> _Description of the task_: Nothing in the entries may differ when you return them.

> _Available records_:

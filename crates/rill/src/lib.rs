//! Rill: reactive state and derivation engine for server-driven UIs.
//!
//! The server holds canonical state, derives values from it and projects
//! changed values to a thin client; a restricted expression language is
//! compiled once into both a server evaluator and equivalent client
//! source, and an optimistic synchronization protocol lets the client
//! apply mutations ahead of server confirmation.
//!
//! The moving parts, bottom up:
//! - [`value`] / [`field`] / [`store`]: the value model and the per-field
//!   lifetime-partitioned store;
//! - [`expr`]: lexer, parser, server evaluator and client emitter for the
//!   expression language;
//! - [`graph`] / [`eval`]: the dependency graph and the incremental
//!   evaluator over it;
//! - [`component`] / [`session`]: build-time component compilation and the
//!   per-connection evaluation session;
//! - [`sync`] / [`phase`]: the client-side versioned cells, reconciliation
//!   protocol and animation phase machine.

pub mod component;
pub mod error;
pub mod eval;
pub mod expr;
pub mod field;
pub mod graph;
pub mod phase;
pub mod session;
pub mod store;
pub mod sync;
pub mod value;

pub use component::{Component, ComponentSpec, Compute, DerivedDef, DerivedKind, Diagnostics};
pub use error::{BuildError, ComputeFailure, Untranspilable};
pub use eval::{AsyncDispatch, Evaluator, RecomputeOutcome};
pub use expr::{CompiledExpr, compile};
pub use field::{AnimatedConfig, FieldDef, FieldType, Lifetime};
pub use graph::DependencyGraph;
pub use phase::{AnimationPhase, PhaseEffect, PhaseMachine, PhaseNotice};
pub use session::Session;
pub use store::{Snapshot, ValueStore};
pub use sync::{
    ClientRuntime, ConfirmOutcome, ConfirmationRequest, KeyedResult, MutationOutcome, PushOutcome,
    SyncedCell,
};
pub use value::Value;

> _Output_:
filename crates/rill/src/lib.rs
//! Rill: reactive state and derivation engine for server-driven UIs.
//!
//! The server holds canonical state, derives values from it and projects
//! changed values to a thin client; a restricted expression language is
//! compiled once into both a server evaluator and equivalent client
//! source, and an optimistic synchronization protocol lets the client
//! apply mutations ahead of server confirmation.
//!
//! The moving parts, bottom up:
//! - [`value`] / [`field`] / [`store`]: the value model and the per-field
//!   lifetime-partitioned store;
//! - [`expr`]: lexer, parser, server evaluator and client emitter for the
//!   expression language;
//! - [`graph`] / [`eval`]: the dependency graph and the incremental
//!   evaluator over it;
//! - [`component`] / [`session`]: build-time component compilation and the
//!   per-connection evaluation session;
//! - [`sync`] / [`phase`]: the client-side versioned cells, reconciliation
//!   protocol and animation phase machine.

pub mod component;
pub mod error;
pub mod eval;
pub mod expr;
pub mod field;
pub mod graph;
pub mod phase;
pub mod session;
pub mod store;
pub mod sync;
pub mod value;

pub use component::{Component, ComponentSpec, Compute, DerivedDef, DerivedKind, Diagnostics};
pub use error::{BuildError, ComputeFailure, Untranspilable};
pub use eval::{AsyncDispatch, Evaluator, RecomputeOutcome};
pub use expr::{CompiledExpr, compile};
pub use field::{AnimatedConfig, FieldDef, FieldType, Lifetime};
pub use graph::DependencyGraph;
pub use phase::{AnimationPhase, PhaseEffect, PhaseMachine, PhaseNotice};
pub use session::Session;
pub use store::{Snapshot, ValueStore};
pub use sync::{
    ClientRuntime, ConfirmOutcome, ConfirmationRequest, KeyedResult, MutationOutcome, PushOutcome,
    SyncedCell,
};
pub use value::Value;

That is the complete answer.